De acordo com Branski, Franco e Lima (2010) para que uma pesquisa seja caracterizada como um estudo de caso, deverá seguir pelo menos as seguintes etapas: “delineamento da pesquisa; desenho da pesquisa; preparação e coleta de dados; análise dos casos de forma individual e comparativa e, finalmente; elaboração dos relatórios”. A partir desse protocolo, em um primeiro momento foi definida a problemática da pesquisa, os objetivos e a escolha dos instrumentos mais adequados para a coleta dos dados. Durante a análise, apoiados também em Bardin (2011), os dados foram analisados, comparados e então partiu-se para a escrita do presente artigo.
3.2 Unidades de Análise
As unidades de análise deste estudo são quatro escolas municipais de Ensino Fundamental, localizadas em Canoas, no estado do Rio Grande do Sul no Brasil. A escolha dessas instituições ocorreu devido ao fato de elas estarem em bairros diferentes, o que proporciona heterogeneidade e riqueza de percepções diferentes do professorado. Além disso, uma das autoras do presente artigo possui acesso à gestão das escolas, o que facilitou a coleta de dados. Sendo assim, foi realizado contato com o total de 80 docentes que foram informados sobre o anonimato e confidencialidade quanto à participação na pesquisa.
3.3 Técnicas de coleta
O instrumento utilizado para coleta de dados foi um questionário enviado ao professorado das quatro escolas municipais de ensino fundamental. O questionário foi aplicado de forma online, com o uso do Google Formulários, que preserva o anonimato das pessoas que responderam. Conforme Gil (2010, pp. 103-104), o questionário consiste em “traduzir os objetivos específicos da pesquisa em itens bem redigidos”.
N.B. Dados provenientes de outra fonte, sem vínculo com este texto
//! Command handlers.

use std::io::{self, BufRead, Write};
use std::path::Path;
use std::sync::Arc;

use anyhow::{bail, Context as _, Result};
use tracing::{debug, info, warn};

use renewplan_core::auth::CredentialStore;
use renewplan_core::models::{AuthResponse, PhoneBrandDraft};
use renewplan_core::percentage::CommitError;
use renewplan_core::{ApiClient, ApiError, BalancingMode, Config, PercentageEditor, ResponseCache, Selection, Session};

use crate::cli::{BrandAction, Command, ConfigAction, Edit, LevelArg};
use crate::format::{render_brands, render_buffer, render_details, render_items};

/// Everything a command needs: settings and a client bound to the saved session.
pub struct Context {
    pub config: Config,
    pub api: ApiClient,
}

impl Context {
    pub fn new(config: Config, api_url: Option<String>) -> Result<Self> {
        let cache_dir = config.cache_dir()?;
        let session = Arc::new(Session::persistent(&cache_dir));
        if let Err(e) = session.load() {
            warn!(error = %e, "Could not restore saved session");
        }
        session.on_unauthorized(|| {
            eprintln!("Session expired or rejected. Run `renewplan login` again.");
        });

        let base_url = api_url.unwrap_or_else(|| config.api_base_url());
        info!(base_url = %base_url, "Using API");
        let api = ApiClient::new(&base_url, Arc::new(ResponseCache::new()), session)?;

        Ok(Self { config, api })
    }

    fn require_admin(&self) -> Result<()> {
        let session = self.api.session();
        if !session.is_authenticated() {
            bail!("Not logged in. Run `renewplan login` first.");
        }
        if !session.is_admin() {
            bail!("This command requires an admin account.");
        }
        Ok(())
    }
}

pub async fn run(ctx: &mut Context, command: Command) -> Result<()> {
    match command {
        Command::Login { username, remember } => login(ctx, username, remember).await,
        Command::Logout => {
            ctx.api.logout();
            if let Some(username) = ctx.config.last_username.as_deref() {
                if let Err(e) = CredentialStore::default().forget(username) {
                    warn!(error = %e, "Could not remove password from keychain");
                }
            }
            println!("Logged out.");
            Ok(())
        }
        Command::Whoami => whoami(ctx).await,
        Command::B1 => {
            for value in ctx.api.b1_values().await? {
                println!("{}", value);
            }
            Ok(())
        }
        Command::B2 { b1 } => {
            print!("{}", render_items(&ctx.api.b2_data(&b1).await?));
            Ok(())
        }
        Command::B3 { b1, b2 } => {
            print!("{}", render_items(&ctx.api.b3_data(&b1, &b2).await?));
            Ok(())
        }
        Command::Details { b1, b2, b3 } => details(ctx, &b1, &b2, b3.as_deref()).await,
        Command::Configure {
            b1,
            b2,
            b3,
            mode,
            even,
            edits,
            dry_run,
        } => {
            ctx.require_admin()?;
            let mut selection = Selection::new(b1);
            selection.b2 = b2;
            selection.b3 = b3;
            let mode = mode.map(Into::into).unwrap_or(ctx.config.balancing_mode);
            configure(ctx, selection, mode, &even, &edits, dry_run).await
        }
        Command::ClearConfigs { yes } => {
            ctx.require_admin()?;
            if !yes {
                bail!("Refusing to clear every percentage override without --yes");
            }
            ctx.api.clear_all_configurations().await?;
            println!("All percentage overrides cleared.");
            Ok(())
        }
        Command::Migrate => {
            ctx.require_admin()?;
            ctx.api.migrate_percentage_configs().await?;
            println!("Migration complete.");
            Ok(())
        }
        Command::Import { file } => {
            ctx.require_admin()?;
            import(ctx, &file).await
        }
        Command::Brands { action } => brands(ctx, action).await,
        Command::Config { action } => config(ctx, action),
    }
}

fn prompt_line(prompt: &str) -> Result<String> {
    print!("{}", prompt);
    io::stdout().flush()?;
    let mut line = String::new();
    io::stdin().lock().read_line(&mut line)?;
    Ok(line.trim().to_string())
}

async fn login(ctx: &mut Context, username: Option<String>, remember: bool) -> Result<()> {
    let username = match username.or_else(|| ctx.config.last_username.clone()) {
        Some(name) => name,
        None => prompt_line("Username: ")?,
    };
    if username.is_empty() {
        bail!("Username is required");
    }

    let credentials = CredentialStore::default();
    let outcome = authenticate(&ctx.api, &username, credentials.recall(&username), || {
        rpassword::prompt_password("Password: ").context("Failed to read password")
    })
    .await?;
    if outcome.remembered_rejected {
        eprintln!("Remembered password was rejected.");
        if let Err(e) = credentials.forget(&username) {
            warn!(error = %e, "Could not remove stale password from keychain");
        }
    }
    let LoginOutcome { auth, password, .. } = outcome;

    if remember {
        if let Err(e) = credentials.remember(&username, &password) {
            warn!(error = %e, "Could not store password in keychain");
        }
    }

    ctx.config.last_username = Some(username);
    ctx.config.save()?;

    println!("Logged in as {} ({:?}).", auth.user.username, auth.user.role);
    Ok(())
}

struct LoginOutcome {
    auth: AuthResponse,
    password: String,
    remembered_rejected: bool,
}

/// Log in with the remembered password if there is one, asking for a fresh
/// password when it is missing or rejected.
async fn authenticate<P>(
    api: &ApiClient,
    username: &str,
    remembered: Option<String>,
    prompt: P,
) -> Result<LoginOutcome>
where
    P: Fn() -> Result<String>,
{
    let mut remembered_rejected = false;
    if let Some(password) = remembered {
        match api.login(username, &password).await {
            Ok(auth) => {
                return Ok(LoginOutcome {
                    auth,
                    password,
                    remembered_rejected,
                })
            }
            Err(ApiError::InvalidCredentials) => {
                debug!(username = username, "Remembered password rejected");
                remembered_rejected = true;
            }
            Err(e) => return Err(e.into()),
        }
    }

    let password = prompt()?;
    let auth = api.login(username, &password).await?;
    Ok(LoginOutcome {
        auth,
        password,
        remembered_rejected,
    })
}

async fn whoami(ctx: &Context) -> Result<()> {
    let Some(user) = ctx.api.session().user() else {
        println!("Not logged in.");
        return Ok(());
    };
    let valid = ctx.api.validate_session().await?;
    println!(
        "{} ({:?}) - session {}",
        user.username,
        user.role,
        if valid { "valid" } else { "expired" }
    );
    Ok(())
}

async fn details(ctx: &Context, b1: &str, b2: &str, b3: Option<&str>) -> Result<()> {
    match b3 {
        Some(b3) => print!("{}", render_details(&ctx.api.b3_details(b1, b2, b3).await?)),
        None => {
            for (b3, details) in ctx.api.details_for_b2(b1, b2).await? {
                println!("== {}", b3);
                print!("{}", render_details(&details));
            }
        }
    }
    Ok(())
}

async fn configure(
    ctx: &Context,
    selection: Selection,
    mode: BalancingMode,
    even: &[LevelArg],
    edits: &[Edit],
    dry_run: bool,
) -> Result<()> {
    let mut editor = PercentageEditor::load(&ctx.api, selection, mode).await?;

    for &level in even {
        editor.distribute_evenly(level.into())?;
    }
    for edit in edits {
        editor.update_percentage(edit.level, &edit.value, edit.percentage)?;
    }

    for (scope, buffer) in editor.buffers() {
        println!("{}", render_buffer(scope, buffer));
    }

    if !editor.is_dirty() {
        println!("No changes.");
        return Ok(());
    }
    if dry_run {
        println!("Dry run: nothing saved.");
        return Ok(());
    }

    match editor.commit(&ctx.api).await {
        Ok(report) => {
            println!("Saved {} values. Server now reports:\n", report.saved.len());
            for (scope, buffer) in editor.buffers() {
                println!("{}", render_buffer(scope, buffer));
            }
            Ok(())
        }
        Err(CommitError::PartialWrite {
            level,
            value,
            saved,
            source,
        }) => {
            eprintln!("Saved before the failure:");
            for item in &saved {
                eprintln!("  {} {} = {}%", item.level, item.value, item.percentage);
            }
            Err(source).with_context(|| format!("Failed to save {} '{}'; later values were not attempted", level, value))
        }
        Err(e) => Err(e.into()),
    }
}

async fn import(ctx: &Context, file: &Path) -> Result<()> {
    let contents = std::fs::read(file)
        .with_context(|| format!("Failed to read {}", file.display()))?;
    let file_name = file
        .file_name()
        .map(|n| n.to_string_lossy().into_owned())
        .unwrap_or_else(|| "import.xlsx".to_string());

    let result = ctx.api.import_spreadsheet(&file_name, contents).await?;
    println!("{} ({} rows)", result.message, result.count);
    Ok(())
}

async fn brands(ctx: &Context, action: BrandAction) -> Result<()> {
    match action {
        BrandAction::List => {
            print!("{}", render_brands(&ctx.api.phone_brands().await?));
        }
        BrandAction::Add { name, percentage } => {
            ctx.require_admin()?;
            let draft = PhoneBrandDraft::new(&name, percentage)?;
            let brand = ctx.api.create_phone_brand(&draft).await?;
            println!("Added {}", brand.name);
        }
        BrandAction::Update {
            id,
            name,
            percentage,
        } => {
            ctx.require_admin()?;
            let draft = PhoneBrandDraft::new(&name, percentage)?;
            let brand = ctx.api.update_phone_brand(&id, &draft).await?;
            println!("Updated {}", brand.name);
        }
        BrandAction::Delete { id } => {
            ctx.require_admin()?;
            ctx.api.delete_phone_brand(&id).await?;
            println!("Deleted {}", id);
        }
    }
    Ok(())
}

fn config(ctx: &mut Context, action: ConfigAction) -> Result<()> {
    match action {
        ConfigAction::Show => {
            println!("api_base_url:   {}", ctx.config.api_base_url());
            println!("balancing_mode: {:?}", ctx.config.balancing_mode);
            println!(
                "last_username:  {}",
                ctx.config.last_username.as_deref().unwrap_or("-")
            );
        }
        ConfigAction::SetMode { mode } => {
            ctx.config.balancing_mode = mode.into();
            ctx.config.save()?;
            println!("Balancing mode set to {:?}", ctx.config.balancing_mode);
        }
        ConfigAction::SetUrl { url } => {
            ctx.config.api_base_url = Some(url);
            ctx.config.save()?;
            println!("API URL saved.");
        }
    }
    Ok(())
}

#[cfg(test)]
mod tests {
    use super::*;
    use std::cell::Cell;

    use serde_json::json;
    use wiremock::matchers::{body_partial_json, method, path};
    use wiremock::{Mock, MockServer, ResponseTemplate};

    use renewplan_core::models::Role;

    async fn server_accepting(password: &str) -> MockServer {
        let server = MockServer::start().await;
        Mock::given(method("POST"))
            .and(path("/api/auth/login"))
            .and(body_partial_json(json!({ "password": password })))
            .respond_with(ResponseTemplate::new(200).set_body_json(json!({
                "token": "tok",
                "user": { "id": "u1", "username": "admin", "role": "admin" }
            })))
            .mount(&server)
            .await;
        Mock::given(method("POST"))
            .and(path("/api/auth/login"))
            .respond_with(ResponseTemplate::new(401))
            .mount(&server)
            .await;
        server
    }

    fn client(server: &MockServer) -> ApiClient {
        ApiClient::new(
            &format!("{}/api", server.uri()),
            Arc::new(ResponseCache::new()),
            Arc::new(Session::in_memory()),
        )
        .expect("client builds")
    }

    #[tokio::test]
    async fn test_stale_remembered_password_falls_back_to_prompt() {
        let server = server_accepting("new-secret").await;
        let api = client(&server);
        let prompts = Cell::new(0);

        let outcome = authenticate(&api, "admin", Some("old-secret".to_string()), || {
            prompts.set(prompts.get() + 1);
            Ok("new-secret".to_string())
        })
        .await
        .expect("login with prompted password");

        assert!(outcome.remembered_rejected);
        assert_eq!(outcome.password, "new-secret");
        assert_eq!(outcome.auth.user.role, Role::Admin);
        assert_eq!(prompts.get(), 1);
        assert!(api.session().is_authenticated());
    }

    #[tokio::test]
    async fn test_valid_remembered_password_skips_prompt() {
        let server = server_accepting("secret").await;
        let api = client(&server);

        let outcome = authenticate(&api, "admin", Some("secret".to_string()), || {
            panic!("should not prompt")
        })
        .await
        .expect("login with remembered password");

        assert!(!outcome.remembered_rejected);
        assert_eq!(outcome.password, "secret");
    }

    #[tokio::test]
    async fn test_wrong_prompted_password_is_reported() {
        let server = server_accepting("secret").await;
        let api = client(&server);

        let err = authenticate(&api, "admin", None, || Ok("typo".to_string()))
            .await
            .err()
            .expect("login should fail");

        assert!(matches!(
            err.downcast_ref::<ApiError>(),
            Some(ApiError::InvalidCredentials)
        ));
    }
}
Destacamos que as perguntas do questionário foram formuladas entre novembro e dezembro de 2020, quando as aulas estavam encerrando de forma remota e voltava o cenário de incerteza quanto ao retorno das aulas. Ao todo foram elaboradas 10 questões, sendo 3 descritivas e 7 objetivas. Para Yin (2001, p. 26) “Definir as questões da pesquisa é provavelmente o passo mais importante a ser considerado em um estudo de pesquisa.”. No dia 14 de dezembro de 2020 o questionário foi enviado via Whatsapp de forma simultânea para as quatro escolas municipais de ensino fundamental. Não foi necessário reforço, visto que houve aderência de 56 participantes quanto à devolutiva do questionário enviado para 80 docentes.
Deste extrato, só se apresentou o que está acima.